Why I use the word siren, when maybe I wanted to use the word mermaid.
Ulysses and the Sirens by HJ Draper, 1909
I was surprised when a few readers asked me why I titled my latest novel, Coney Island Siren. The question behind the question is the need for an explanation of why I use the word siren when maybe I wanted to use the word mermaid. That would have made the title Coney Island Mermaid.
The images of mermaids are of beautiful enchanted creatures with the bodies of women with fish-like half bodies and flipping tails. That reminds me of Ariel, The Little Mermaid. Lovable with beautiful flowing red locks. A mermaid will enchant a sailor to live a life of love and want and desire. A mermaid can enchant a child to love the sea and all the magic it musters. The child can wear a knitted tail and pretend to be stranded on the beach. A mermaid is on the safe side of things.
A siren connotes a more dangerous type of sea creature. There are a multitude of myths about sirens. Sirens started out depicted as women with wings – almost angelic. In more modern day folk tales, sirens have tails of fish. Her song enchants sailors and men who are doomed to become shipwrecked and stuck in lives they hadn’t ever planned to engage in but he had no choice because of the power of a dangerous woman, in this case- siren. After reading the various tales that included stories of Persephone and Hades, Odysseus, and others, I decided to go into deep meditation to ascertain how the siren really factored into my novel even more than the title.
Odysseus and the Sirens by JW Waterhouse, 1891
As a tool in private practice, my spouse utilizes GIM that is an abbreviation of Bonny Method of Guided Imagery in Music. She casually mentioned that one of the music pieces she uses is Debussy’s Nocturnes: III Sirènes. You can’t make this stuff up. I asked for a session to help me gain clarity on this issue. She’s been using this practice for some time now, but this would be my first session. I went in willingly and came up with a deeper understanding of the weaving of the title and the symbolism of the siren in the case of Maggie and Frank.
No bones about it Coney Island Siren is about domestic violence. Maggie Fuentes and Frank Ramirez dance a perilous and unpredictable dance. There is no way to cut in on their dance. It can only stop when one bows out. Maggie is a nurse and Frank is a police officer. Their days are filled with the sounds of sirens both in police cars and ambulances. That is a mere superficial layer to the title and its connections. There are so many layers to the choice of the title.
The story takes place in Coney Island. That part is easy. They work and live risky lives. Maggie is not portrayed as a victim such as we usually think when a woman is in a partnership where there is intimate partner violence. Maggie takes her chances as she looks for love and anything to fill that god-sized hole in her chest that is empty and in want. Frank and Maggie are intertwined in this dance of the sea. The waves collide and they roll back and forth never quite letting go of each other. It’s a devastating tale but it is their tale.

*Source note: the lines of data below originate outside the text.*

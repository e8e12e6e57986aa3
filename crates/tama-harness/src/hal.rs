//! Hardware abstraction layer between the CPU core and the host platform.
//!
//! The CPU core only ever sees [`Hal`]; [`HalBridge`] is the implementation
//! used by the harness. It owns the display surface and the lateness flag that
//! the catch-up scheduler polls between steps.

use std::fmt;

use log::trace;

use crate::clock::{is_after, Clock, Timestamp};
use crate::display::{DisplaySurface, Icon};

/// Verbosity levels the CPU core may log at.
#[derive(Debug, Clone, Copy, PartialEq, Eq, Hash, PartialOrd, Ord)]
#[allow(missing_docs)]
pub enum LogLevel {
    Error,
    Info,
    Memory,
    Cpu,
}

/// Capabilities the CPU core may invoke while executing a step.
///
/// Every call is fire-and-forget. Capabilities this target has no use for
/// (allocation, breakpoints, logging, the generic handler hook) come with
/// no-op defaults.
pub trait Hal {
    /// Allocates scratch storage for breakpoint bookkeeping.
    fn malloc(&mut self, _size: u32) -> Option<Box<[u8]>> {
        None
    }

    /// Returns storage obtained through [`Hal::malloc`].
    fn free(&mut self, _block: Box<[u8]>) {}

    /// Called when the core halts on a breakpoint.
    fn halt(&mut self) {}

    /// Returns `true` when messages at `level` should be passed to [`Hal::log`].
    fn is_log_enabled(&self, _level: LogLevel) -> bool {
        false
    }

    /// Emits a core log message.
    fn log(&mut self, _level: LogLevel, _message: fmt::Arguments<'_>) {}

    /// Current wall-clock time in microseconds.
    fn get_timestamp(&self) -> Timestamp;

    /// Signals that the core has run ahead up to `target`.
    ///
    /// Must never block.
    fn sleep_until(&mut self, target: Timestamp);

    /// Called when the core finishes a display frame.
    fn update_screen(&mut self) {}

    /// Writes one dot-matrix cell.
    fn set_lcd_matrix(&mut self, x: u8, y: u8, on: bool);

    /// Writes one status icon; `icon` is the core's raw icon number.
    fn set_lcd_icon(&mut self, icon: u8, on: bool);

    /// Selects the buzzer frequency in dHz. Hosts without tone output ignore
    /// it.
    fn set_frequency(&mut self, _freq: u32) {}

    /// Turns the buzzer on or off.
    fn play_frequency(&mut self, enabled: bool);

    /// Generic per-step host hook. Returning `true` asks the core to stop.
    fn handler(&mut self) -> bool {
        false
    }
}

/// Vibration pattern made of alternating on/off segments in milliseconds,
/// starting with an on segment.
#[derive(Debug, Clone, PartialEq, Eq)]
#[cfg_attr(feature = "serde", derive(serde::Deserialize, serde::Serialize))]
pub struct VibePattern {
    segments_ms: Vec<u32>,
}

impl VibePattern {
    /// Duration of the single alert pulse used by default.
    pub const DEFAULT_PULSE_MS: u32 = 5000;

    /// Builds a pattern from raw segments.
    #[must_use]
    pub const fn new(segments_ms: Vec<u32>) -> Self {
        Self { segments_ms }
    }

    /// Segments in play order.
    #[must_use]
    pub fn segments_ms(&self) -> &[u32] {
        &self.segments_ms
    }

    /// Sum of all segment durations.
    #[must_use]
    pub fn total_ms(&self) -> u64 {
        self.segments_ms.iter().copied().map(u64::from).sum()
    }
}

impl Default for VibePattern {
    fn default() -> Self {
        Self::new(vec![Self::DEFAULT_PULSE_MS])
    }
}

/// Platform vibration motor.
pub trait Vibrator {
    /// Queues `pattern` for playback.
    fn enqueue(&mut self, pattern: &VibePattern);

    /// Stops any pattern in progress and drops queued ones.
    fn cancel(&mut self);
}

/// Vibrator for hosts without a motor.
#[derive(Debug, Clone, Copy, Default)]
pub struct NoVibrator;

impl Vibrator for NoVibrator {
    fn enqueue(&mut self, _pattern: &VibePattern) {}

    fn cancel(&mut self) {}
}

/// The harness-side [`Hal`] implementation.
#[derive(Debug)]
pub struct HalBridge<C, V> {
    clock: C,
    vibrator: V,
    pattern: VibePattern,
    surface: DisplaySurface,
    late: bool,
}

impl<C: Clock, V: Vibrator> HalBridge<C, V> {
    /// Creates a bridge with a blank display and the default alert pattern.
    pub fn new(clock: C, vibrator: V) -> Self {
        Self::with_pattern(clock, vibrator, VibePattern::default())
    }

    /// Creates a bridge that plays `pattern` whenever the buzzer turns on.
    pub fn with_pattern(clock: C, vibrator: V, pattern: VibePattern) -> Self {
        Self {
            clock,
            vibrator,
            pattern,
            surface: DisplaySurface::new(),
            late: false,
        }
    }

    /// Display buffer as last written by the core.
    pub const fn surface(&self) -> &DisplaySurface {
        &self.surface
    }

    /// Raises the lateness flag at the start of a scheduler tick.
    pub const fn mark_late(&mut self) {
        self.late = true;
    }

    /// Returns `true` while emulated time trails wall-clock time.
    pub const fn is_late(&self) -> bool {
        self.late
    }

    /// The clock this bridge reads.
    pub const fn clock(&self) -> &C {
        &self.clock
    }

    /// The vibrator this bridge drives.
    pub const fn vibrator(&self) -> &V {
        &self.vibrator
    }

    /// Stops any vibration in progress.
    pub fn silence(&mut self) {
        self.vibrator.cancel();
    }
}

impl<C: Clock, V: Vibrator> Hal for HalBridge<C, V> {
    fn get_timestamp(&self) -> Timestamp {
        self.clock.now()
    }

    fn sleep_until(&mut self, target: Timestamp) {
        if is_after(target, self.clock.now()) {
            self.late = false;
        }
    }

    fn set_lcd_matrix(&mut self, x: u8, y: u8, on: bool) {
        if !self.surface.set_pixel(usize::from(x), usize::from(y), on) {
            trace!("ignoring lcd write outside matrix at ({x}, {y})");
        }
    }

    fn set_lcd_icon(&mut self, icon: u8, on: bool) {
        match Icon::from_u8(icon) {
            Some(icon) => self.surface.set_icon(icon, on),
            None => trace!("ignoring write to unknown icon {icon}"),
        }
    }

    fn play_frequency(&mut self, enabled: bool) {
        if enabled {
            self.vibrator.enqueue(&self.pattern);
        } else {
            self.vibrator.cancel();
        }
    }
}
//! Real-time execution harness for a Tamagotchi P1 CPU core.
//!
//! The crate keeps an opaque instruction-level core running at real-time
//! speed on a host with coarse timers, exposes the hardware-abstraction
//! surface the core calls into, and persists the core's machine state to a
//! small key-value store between sessions.

/// Wall-clock time source and wrapping microsecond timestamps.
pub mod clock;
pub use clock::{is_after, Clock, ManualClock, SystemClock, Timestamp};

/// Half-byte memory model and fixed region map.
pub mod memory;
pub use memory::{
    decode_memory_region, new_memory, MemoryRegion, CELL_MASK, DISPLAY1_END, DISPLAY1_START,
    DISPLAY2_END, DISPLAY2_START, IO_END, IO_START, MEMORY_CELLS, RAM_END, RAM_START,
};

/// Architectural machine state shared with the CPU core.
pub mod state;
pub use state::{
    InterruptSlot, MachineState, StateError, FLAGS_MASK, INDEX_MASK, INT_FACTOR_MASK,
    INT_MASK_MASK, INT_SLOT_NUM, NIBBLE_MASK, NP_MASK, PC_MASK,
};

/// LCD dot matrix and icon strip.
pub mod display;
pub use display::{DisplaySurface, Icon, ICON_NUM, LCD_HEIGHT, LCD_WIDTH};

/// Hardware-abstraction contract and the harness-side bridge.
pub mod hal;
pub use hal::{Hal, HalBridge, LogLevel, NoVibrator, VibePattern, Vibrator};

/// CPU core collaborator contract and button model.
pub mod cpu;
pub use cpu::{Button, ButtonState, CoreError, CpuCore, DEFAULT_CLOCK_RATE_HZ};

/// Recurring interval timers.
pub mod ticker;
pub use ticker::Ticker;

/// Bounded catch-up scheduling of CPU steps.
pub mod scheduler;
pub use scheduler::{CatchUpScheduler, TickOutcome, DEFAULT_MAX_STEPS_PER_TICK};

/// Durable key-value store contract.
pub mod store;
pub use store::{
    DurableStore, MemoryStore, StoreError, StoreKey, StoredValue, ValueKind, MAX_BLOCK_LEN,
};

/// Versioned machine-state snapshot codec.
pub mod snapshot;
pub use snapshot::{
    restore_state, save_state, RestoreOutcome, ScalarField, SnapshotError, SnapshotVersion,
    INTERRUPT_FIELDS_PER_SLOT, IO_BLOCK_START, MEMORY_BLOCK_CELLS, RAM_BLOCK_COUNT,
    SCALAR_FIELDS, SNAPSHOT_KEY_COUNT, VERSION_KEY,
};

/// Host-facing configuration and platform collaborator contracts.
pub mod api;
pub use api::{
    HarnessConfig, InputEvent, NullRenderer, PlatformButton, Renderer,
    DEFAULT_CPU_TICK_INTERVAL_US, DEFAULT_FRAME_RATE_HZ,
};

/// Session-level error taxonomy.
pub mod error;
pub use error::{HarnessError, SessionPhase};

/// Application session lifecycle.
pub mod session;
pub use session::{PollReport, Session};

#[cfg(test)]
use proptest as _;
#[cfg(test)]
use rstest as _;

There are two parts here. Maggie calls to Frank as she sings her song of longing from the sea. Frank leaves his ship to be with Maggie and his life is doomed because he cannot resist her call of longing. That call and acceptance sounds terrorizing for those of us on the outside of this duo as we witness what takes place in their partnering.
In my meditation, I saw that these myths are basic fodder for the belief that men are loath to give up what they believe is a life without worry or burden. A woman comes along and ensnares them. The men are doomed to live without the ability to go out and plunder other ships, find fool’s gold, or engage in adventures that are assuredly removed from them once they’ve been caught by a siren, I mean, woman. The woman’s objective of creating and procreating are looked at as an anchor that forces men to a terrible fate. Women are frequently blamed for being the downfall of men in our country and often even worse in other countries. These understanding and knowing of these connections became deeply powerful in my GIM session. There is also the expansion of a feeling of joy within me as I begin to learn more about my writings after the fact. I often share that my writings are mere channelings from the characters who ask that their stories be told. I, like you readers, learn more about the stories as I read and live with them.
My daily truth is that I sit with women who have left violent relationships, but frequently return to the people who have harmed them. I often hear health providers say that they much prefer to work with men because women are so complicated. That women are troublemakers and dangerous. Like sirens would you say? We’ve got a long way to go until we as humans stop blaming women for men’s unhappiness, lack of success, or being saddled where they don’t want to be. Maggie and Frank just happen to be a heterosexual cis-gendered couple. These violent relationships are also frequent in same sex, non-binary couples too. I’m not meaning to leave them out of this discussion, but we are talking about this particular novel here.
The answer to why I chose to use the term siren is a complicated one. Any explanation seems simplistic. I haven’t blamed the woman, Maggie, inadvertently, by naming the book Coney Island Siren. It’s time that we, as humans, begin to understand the severity of these tales towards women. Couples dance their dances. I can try to stop the music. I can try to cut in and tap one on the shoulder. At some point, one may look up and decide to make a break in their actions. Maybe with enough light on these situations, one will walk away.
I am sure that this topic will be continued. Until then!